- **Work to be completed**:
Somewhere below are a line with "random walks ending on a tip" and a later line with "Useful to allow". Output exactly those lines and all lines between them.

- **Given data**:
★ ★ ★ ★ ★

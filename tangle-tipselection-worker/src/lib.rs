// Copyright (c) 2022 MASSA LABS <info@massa.net>

//! # General description
//!
//! Tip selection over a tangle of transactions. A request for two
//! transactions to approve goes through the following steps:
//!
//! 1. an entry point is chosen, either genesis or a transaction found by
//!    backtracking from a recent tip until its cumulative weight reaches a
//!    threshold (`entry_point.rs`, `starting_tip.rs`)
//! 2. every transaction in the future set of the entry point is rated by
//!    cumulative weight (`rating.rs`)
//! 3. two weighted random walks descend from the entry point towards the tips,
//!    each approver drawn with probability `exp(alpha * (rating - max))`
//!    (`walker.rs`), skipping approvers rejected by `walk_validator.rs`
//! 4. the two tips are checked for ledger consistency (`ledger.rs`)
//!
//! The same walks estimate the confidence of a transaction as the share of
//! walks ending on a tip that references it (`reference_checker.rs`).
//!
//! `recycler.rs` runs a background thread that periodically wipes the tangle,
//! and `stats.rs` holds the read-only helpers used for node statistics.

#![warn(missing_docs)]
#![warn(unused_crate_dependencies)]

#[macro_use]
extern crate tangle_logging;

mod dag;
mod entry_point;
mod ledger;
mod rating;
mod recycler;
mod reference_checker;
mod run;
mod starting_tip;
mod stats;
mod tail_finder;
mod tip_selector;
mod walk_validator;
mod walker;

pub use entry_point::{CumulativeWeightEntryPointSelector, GenesisEntryPointSelector};
pub use ledger::PermissiveLedgerValidator;
pub use rating::CumulativeWeightCalculator;
pub use recycler::{millis_until_next_sunday, start_recycler, RecyclerManagerImpl};
pub use reference_checker::ReferenceCheckerImpl;
pub use run::start_tip_selection;
pub use starting_tip::ConnectedComponentsStartingTipSelector;
pub use stats::{LagCalculator, RecentTransactionsGetter, TimeWindowedApproveeCounter};
pub use tail_finder::TailFinderImpl;
pub use tip_selector::TipSelectorImpl;
pub use walk_validator::WalkValidatorImpl;
pub use walker::{transition_weight, WalkerAlpha};

#[cfg(test)]
mod tests;
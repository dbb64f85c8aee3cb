// Copyright (c) 2022 MASSA LABS <info@massa.net>

//! Helpers shared by the test suites: random ids and small tangle shapes
//! stored in a `MemoryTangle`.
//!
//! Every created transaction gets an arrival time strictly greater than the
//! previous one, so creation order is also recency order.

use std::sync::atomic::{AtomicU64, Ordering};
use std::sync::Arc;

use tangle_db_exports::TangleDbConfig;
use tangle_db_worker::MemoryTangle;
use tangle_hash::Hash;
use tangle_models::{Address, Transaction, TransactionId};
use tracing_subscriber::filter::LevelFilter;

/// Minimum weight magnitude of the test tangles
pub const TEST_MIN_WEIGHT_MAGNITUDE: u8 = 1;

static ARRIVAL_CLOCK: AtomicU64 = AtomicU64::new(1_000);

/// Installs a DEBUG subscriber; later calls are ignored
pub fn init_tracing() {
    use tracing_subscriber::prelude::*;
    let tracing_layer = tracing_subscriber::fmt::layer()
        .with_test_writer()
        .with_filter(LevelFilter::DEBUG);
    let _ = tracing_subscriber::registry().with(tracing_layer).try_init();
}

/// Empty tangle (genesis only)
pub fn new_tangle() -> Arc<MemoryTangle> {
    Arc::new(MemoryTangle::new(TangleDbConfig {
        min_weight_magnitude: TEST_MIN_WEIGHT_MAGNITUDE,
    }))
}

/// Fresh id that no test will collide with
pub fn random_transaction_id() -> TransactionId {
    TransactionId::new(Hash::from_bytes(&rand::random::<[u8; 32]>()))
}

/// Solid single-transaction bundle approving `trunk` and `branch`
pub fn create_transaction(trunk: TransactionId, branch: TransactionId) -> Transaction {
    let id = random_transaction_id();
    let now = ARRIVAL_CLOCK.fetch_add(1, Ordering::Relaxed);
    Transaction {
        id,
        trunk,
        branch,
        bundle: *id.get_hash(),
        current_index: 0,
        last_index: 0,
        value: 0,
        address: Address::null(),
        solid: true,
        arrival_time: now,
        attachment_timestamp: now,
        weight_magnitude: TEST_MIN_WEIGHT_MAGNITUDE,
        placeholder: false,
    }
}

/// Creates and stores a transaction, returns its id
pub fn store_transaction(
    db: &MemoryTangle,
    trunk: TransactionId,
    branch: TransactionId,
) -> TransactionId {
    let tx = create_transaction(trunk, branch);
    let id = tx.id;
    db.store(tx).unwrap();
    id
}

/// `len` transactions, each approving the previous one (the first approves `from`).
/// Returned oldest first.
pub fn make_chain(db: &MemoryTangle, from: TransactionId, len: usize) -> Vec<TransactionId> {
    let mut ids = Vec::with_capacity(len);
    let mut previous = from;
    for _ in 0..len {
        previous = store_transaction(db, previous, previous);
        ids.push(previous);
    }
    ids
}

/// `count` transactions all approving `center`
pub fn make_star(db: &MemoryTangle, center: TransactionId, count: usize) -> Vec<TransactionId> {
    (0..count)
        .map(|_| store_transaction(db, center, center))
        .collect()
}

/// Bundle of `len` transactions, returned tail first. The last one approves
/// `trunk` and `branch`, every other one approves its successor and `branch`.
pub fn make_bundle(
    db: &MemoryTangle,
    trunk: TransactionId,
    branch: TransactionId,
    len: u32,
) -> Vec<TransactionId> {
    assert!(len > 0, "a bundle holds at least one transaction");
    let bundle = Hash::from_bytes(&rand::random::<[u8; 32]>());
    let mut ids = Vec::with_capacity(len as usize);
    let mut next = trunk;
    for index in (0..len).rev() {
        let mut tx = create_transaction(next, branch);
        tx.bundle = bundle;
        tx.current_index = index;
        tx.last_index = len - 1;
        next = tx.id;
        ids.push(tx.id);
        db.store(tx).unwrap();
    }
    ids.reverse();
    ids
}
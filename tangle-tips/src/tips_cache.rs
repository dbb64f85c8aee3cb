// Copyright (c) 2022 MASSA LABS <info@massa.net>

use crate::fifo::FifoCache;
use parking_lot::Mutex;
use rand::Rng;
use std::collections::VecDeque;
use std::sync::Arc;
use tangle_db_exports::{TangleDb, TangleDbResult};
use tangle_models::prehash::{CapacityAllocator, PreHashSet};
use tangle_models::TransactionId;
use tracing::{debug, info};

#[derive(Debug)]
struct TipSets {
    non_solid: FifoCache,
    solid: FifoCache,
}

/// Thread-safe tip bookkeeping.
///
/// Every operation holds one mutex for its whole duration, except the
/// solid-set repair of `latest_solid_tips` which reads storage unlocked.
pub struct TipsCache {
    db: Arc<dyn TangleDb>,
    sets: Mutex<TipSets>,
}

impl TipsCache {
    /// Creates an empty cache holding at most `capacity` ids per set
    pub fn new(capacity: usize, db: Arc<dyn TangleDb>) -> Self {
        TipsCache {
            db,
            sets: Mutex::new(TipSets {
                non_solid: FifoCache::new(capacity),
                solid: FifoCache::new(capacity),
            }),
        }
    }

    /// Records a new non-solid tip
    pub fn add_tip(&self, id: TransactionId) {
        let mut sets = self.sets.lock();
        if !sets.solid.contains(&id) {
            sets.non_solid.add(id);
        }
    }

    /// Forgets a tip that just got approved
    pub fn remove_tip(&self, id: &TransactionId) {
        let mut sets = self.sets.lock();
        if !sets.non_solid.remove(id) {
            sets.solid.remove(id);
        }
    }

    /// Moves a non-solid tip to the solid set. Ids that are not non-solid tips are ignored.
    pub fn set_solid(&self, id: &TransactionId) {
        let mut sets = self.sets.lock();
        if sets.non_solid.remove(id) {
            sets.solid.add(*id);
        }
    }

    /// Union of both sets
    pub fn all_tips(&self) -> PreHashSet<TransactionId> {
        let sets = self.sets.lock();
        let mut tips = PreHashSet::with_capacity(sets.non_solid.len() + sets.solid.len());
        tips.extend(sets.non_solid.iter().copied());
        tips.extend(sets.solid.iter().copied());
        tips
    }

    /// Uniformly drawn solid tip
    pub fn random_solid_tip(&self) -> Option<TransactionId> {
        let sets = self.sets.lock();
        random_entry(&sets.solid)
    }

    /// Uniformly drawn non-solid tip
    pub fn random_non_solid_tip(&self) -> Option<TransactionId> {
        let sets = self.sets.lock();
        random_entry(&sets.non_solid)
    }

    /// Up to `count` solid tips, most recently added first.
    ///
    /// An empty solid set is first rebuilt from storage: the approver graph
    /// is explored from genesis through solid transactions, and every solid
    /// transaction without solid approvers becomes a solid tip.
    pub fn latest_solid_tips(&self, count: usize) -> TangleDbResult<Vec<TransactionId>> {
        if self.sets.lock().solid.is_empty() {
            let found = self.scan_solid_tips()?;
            let mut sets = self.sets.lock();
            if sets.solid.is_empty() {
                info!("rebuilt solid tip set with {} tips", found.len());
                for id in found {
                    sets.non_solid.remove(&id);
                    sets.solid.add(id);
                }
            }
        }
        let sets = self.sets.lock();
        Ok(sets.solid.iter().rev().take(count).copied().collect())
    }

    /// Number of non-solid tips
    pub fn non_solid_size(&self) -> usize {
        self.sets.lock().non_solid.len()
    }

    /// Number of solid tips
    pub fn solid_size(&self) -> usize {
        self.sets.lock().solid.len()
    }

    /// Number of tips
    pub fn size(&self) -> usize {
        let sets = self.sets.lock();
        sets.non_solid.len() + sets.solid.len()
    }

    /// Forgets every tip
    pub fn clear(&self) {
        let mut sets = self.sets.lock();
        sets.non_solid.clear();
        sets.solid.clear();
    }

    fn scan_solid_tips(&self) -> TangleDbResult<Vec<TransactionId>> {
        let genesis = TransactionId::genesis();
        let mut visited = PreHashSet::with_capacity(1);
        visited.insert(genesis);
        let mut queue = VecDeque::from([genesis]);
        let mut tips = Vec::new();
        while let Some(current) = queue.pop_front() {
            let mut has_solid_approver = false;
            for approver in self.db.load_approvers(&current)? {
                if !self.db.load_transaction(&approver)?.solid {
                    continue;
                }
                has_solid_approver = true;
                if visited.insert(approver) {
                    queue.push_back(approver);
                }
            }
            if !has_solid_approver {
                tips.push(current);
            }
        }
        debug!(
            "solid tip scan visited {} transactions, found {} tips",
            visited.len(),
            tips.len()
        );
        Ok(tips)
    }
}

fn random_entry(cache: &FifoCache) -> Option<TransactionId> {
    if cache.is_empty() {
        return None;
    }
    let index = rand::thread_rng().gen_range(0..cache.len());
    cache.nth(index)
}
// Copyright (c) 2022 MASSA LABS <info@massa.net>

use tangle_models::prehash::PreHashSet;
use tangle_models::TransactionId;
use tangle_tipselection_exports::{BalanceDiff, LedgerValidator, TipSelResult};

/// Ledger service of nodes that do not track balances: every diff is
/// consistent. Accepted tips are still recorded as approved.
#[derive(Debug, Default, Clone)]
pub struct PermissiveLedgerValidator;

impl LedgerValidator for PermissiveLedgerValidator {
    fn update_diff(
        &self,
        approved: &mut PreHashSet<TransactionId>,
        _diff: &mut BalanceDiff,
        tip: &TransactionId,
    ) -> TipSelResult<bool> {
        approved.insert(*tip);
        Ok(true)
    }

    fn check_consistency(&self, _tips: &[TransactionId]) -> TipSelResult<bool> {
        Ok(true)
    }
}
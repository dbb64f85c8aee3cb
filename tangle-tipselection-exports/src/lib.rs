// Copyright (c) 2022 MASSA LABS <info@massa.net>

//! # Overview
//!
//! This crate provides everything needed to talk to the tip selection
//! engine implemented in `tangle-tipselection-worker`.
//!
//! # Usage
//!
//! `start_tip_selection` (worker crate) returns a clonable `TipSelector`
//! answering `get_transactions_to_approve` and `get_confidences`.
//! `start_recycler` returns a non-clonable `RecyclerManager` stopping the
//! database recycling thread.
//!
//! # Architecture
//!
//! ## config.rs
//! Configuration of the engine and of the recycler.
//!
//! ## controller_traits.rs
//! The `TipSelector` and `RecyclerManager` traits.
//!
//! ## component_traits.rs
//! One trait per stage of the selection, so that each stage can be replaced
//! or mocked: starting tip, rating, tail, entry point, walk validation,
//! walk, reference check, and the ledger consistency service.
//!
//! ## error.rs
//! Error types of the crate.
//!
//! ## types.rs
//! Rating maps, walk state and the selection result.
//!
//! ## Test exports
//!
//! When the crate feature `test-exports` is enabled, mocks of the traits are
//! exported. See test_exports/mod.rs for details.

#![warn(missing_docs)]

mod component_traits;
mod config;
mod controller_traits;
mod error;
mod types;

pub use component_traits::{
    EntryPointSelector, LedgerValidator, RatingCalculator, ReferenceChecker,
    StartingTipSelector, TailFinder, WalkValidator, Walker,
};
pub use config::{BacktrackStrategy, EntryPointKind, RecyclerConfig, TipSelConfig};
pub use controller_traits::{RecyclerManager, TipSelector};
pub use error::{TipSelError, TipSelResult};
pub use types::{BalanceDiff, RatingMap, TransactionsToApprove, WalkRejection, WalkState};

#[cfg(any(test, feature = "test-exports"))]
pub mod test_exports;
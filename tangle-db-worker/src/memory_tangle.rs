// Copyright (c) 2022 MASSA LABS <info@massa.net>

use parking_lot::RwLock;
use tangle_db_exports::{TangleDb, TangleDbConfig, TangleDbError, TangleDbResult};
use tangle_models::prehash::{CapacityAllocator, PreHashMap, PreHashSet};
use tangle_models::{Transaction, TransactionId};
use tracing::debug;

#[derive(Debug, Default)]
struct TangleStore {
    transactions: PreHashMap<TransactionId, Transaction>,
    approvers: PreHashMap<TransactionId, PreHashSet<TransactionId>>,
}

/// In-memory implementation of `TangleDb`
#[derive(Debug)]
pub struct MemoryTangle {
    config: TangleDbConfig,
    store: RwLock<TangleStore>,
}

impl MemoryTangle {
    /// Creates an empty tangle (only genesis exists)
    pub fn new(config: TangleDbConfig) -> Self {
        MemoryTangle {
            config,
            store: RwLock::new(TangleStore::default()),
        }
    }

    /// Stores a transaction and indexes it as an approver of its trunk and branch.
    /// Storing an already known id replaces its record and its approver edges.
    pub fn store(&self, transaction: Transaction) -> TangleDbResult<()> {
        if transaction.id.is_genesis() {
            return Err(TangleDbError::GenesisOverwrite);
        }
        if transaction.weight_magnitude < self.config.min_weight_magnitude {
            return Err(TangleDbError::WeightMagnitudeTooLow {
                id: transaction.id,
                got: transaction.weight_magnitude,
                min: self.config.min_weight_magnitude,
            });
        }
        let mut store = self.store.write();
        let previous_parents = store
            .transactions
            .get(&transaction.id)
            .map(Transaction::parents)
            .unwrap_or_default();
        for parent in previous_parents {
            if let Some(approvers) = store.approvers.get_mut(&parent) {
                approvers.remove(&transaction.id);
                if approvers.is_empty() {
                    store.approvers.remove(&parent);
                }
            }
        }
        for parent in transaction.parents() {
            store
                .approvers
                .entry(parent)
                .or_insert_with(|| PreHashSet::with_capacity(2))
                .insert(transaction.id);
        }
        debug!("storing transaction {}", transaction.id);
        store.transactions.insert(transaction.id, transaction);
        Ok(())
    }

    /// Sets the solid flag of a stored transaction
    pub fn update_solid(&self, id: &TransactionId, solid: bool) -> TangleDbResult<()> {
        self.modify(id, |tx| tx.solid = solid)
    }

    /// Sets the local arrival time of a stored transaction
    pub fn set_arrival_time(&self, id: &TransactionId, arrival_time: u64) -> TangleDbResult<()> {
        self.modify(id, |tx| tx.arrival_time = arrival_time)
    }

    /// Number of stored transactions, genesis excluded
    pub fn len(&self) -> usize {
        self.store.read().transactions.len()
    }

    /// true if nothing but genesis is known
    pub fn is_empty(&self) -> bool {
        self.len() == 0
    }

    fn modify<F: FnOnce(&mut Transaction)>(&self, id: &TransactionId, f: F) -> TangleDbResult<()> {
        if id.is_genesis() {
            return Err(TangleDbError::GenesisOverwrite);
        }
        let mut store = self.store.write();
        let tx = store
            .transactions
            .get_mut(id)
            .ok_or(TangleDbError::NotFound(*id))?;
        f(tx);
        Ok(())
    }
}

impl TangleDb for MemoryTangle {
    fn transaction_exists(&self, id: &TransactionId) -> TangleDbResult<bool> {
        Ok(id.is_genesis() || self.store.read().transactions.contains_key(id))
    }

    fn load_transaction(&self, id: &TransactionId) -> TangleDbResult<Transaction> {
        if id.is_genesis() {
            return Ok(Transaction::genesis());
        }
        Ok(self
            .store
            .read()
            .transactions
            .get(id)
            .cloned()
            .unwrap_or_else(|| Transaction::placeholder(*id)))
    }

    fn load_approvers(&self, id: &TransactionId) -> TangleDbResult<PreHashSet<TransactionId>> {
        Ok(self
            .store
            .read()
            .approvers
            .get(id)
            .cloned()
            .unwrap_or_default())
    }

    fn clear(&self) -> TangleDbResult<()> {
        let mut store = self.store.write();
        store.transactions.clear();
        store.approvers.clear();
        Ok(())
    }
}
// Copyright (c) 2022 MASSA LABS <info@massa.net>

use std::sync::Arc;
use tangle_db_exports::TangleDb;
use tangle_models::TransactionId;
use tangle_tipselection_exports::{TailFinder, TipSelResult};

/// Walks down a bundle: from index `i`, the transaction at index `i - 1` is
/// the approver carrying the same bundle hash.
pub struct TailFinderImpl {
    db: Arc<dyn TangleDb>,
}

impl TailFinderImpl {
    /// new tail finder reading from `db`
    pub fn new(db: Arc<dyn TangleDb>) -> Self {
        TailFinderImpl { db }
    }
}

impl TailFinder for TailFinderImpl {
    fn find_tail(&self, id: &TransactionId) -> TipSelResult<Option<TransactionId>> {
        if id.is_genesis() {
            return Ok(Some(*id));
        }
        let mut current = self.db.load_transaction(id)?;
        if current.placeholder {
            return Ok(None);
        }
        while current.current_index > 0 {
            let mut previous = None;
            for approver in self.db.load_approvers(&current.id)? {
                let candidate = self.db.load_transaction(&approver)?;
                if candidate.bundle == current.bundle
                    && candidate.current_index + 1 == current.current_index
                {
                    previous = Some(candidate);
                    break;
                }
            }
            match previous {
                Some(tx) => current = tx,
                None => return Ok(None),
            }
        }
        Ok(Some(current.id))
    }
}
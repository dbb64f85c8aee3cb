// Copyright (c) 2022 MASSA LABS <info@massa.net>

//! Interfaces of the running tip selection engine and of the recycler thread.

use crate::{TipSelResult, TransactionsToApprove};
use tangle_models::TransactionId;

/// Entry point of tip selection, consumed by the API layer
#[cfg_attr(any(test, feature = "test-exports"), mockall::automock)]
pub trait TipSelector: Send + Sync {
    /// Selects the trunk and branch a new transaction should approve.
    ///
    /// # Arguments
    /// * `reference`: if set, both returned transactions must (transitively) approve it
    ///
    /// Calls are serialized: at most one selection runs at a time.
    fn get_transactions_to_approve(
        &self,
        reference: Option<TransactionId>,
    ) -> TipSelResult<TransactionsToApprove>;

    /// For each candidate, the fraction of random walks ending on a tip
    /// that references it. Values are in `[0, 1]`.
    fn get_confidences(&self, candidates: &[TransactionId]) -> TipSelResult<Vec<f64>>;

    /// Returns a boxed clone of self.
    /// Useful to allow cloning `Box<dyn TipSelector>`.
    fn clone_box(&self) -> Box<dyn TipSelector>;
}

/// Allow cloning `Box<dyn TipSelector>`
/// Uses `TipSelector::clone_box` internally
impl Clone for Box<dyn TipSelector> {
    fn clone(&self) -> Box<dyn TipSelector> {
        self.clone_box()
    }
}

/// Recycler manager used to stop the recycler thread
pub trait RecyclerManager {
    /// Stop the recycler thread
    /// Note that we do not take self by value to consume it
    /// because it is not allowed to move out of Box<dyn RecyclerManager>
    fn stop(&mut self);
}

★ ★ ★ ★ ★

- **Result for this task**:
    /// For each candidate, the fraction of random walks ending on a tip
    /// that references it. Values are in `[0, 1]`.
    fn get_confidences(&self, candidates: &[TransactionId]) -> TipSelResult<Vec<f64>>;

    /// Returns a boxed clone of self.
    /// Useful to allow cloning `Box<dyn TipSelector>`.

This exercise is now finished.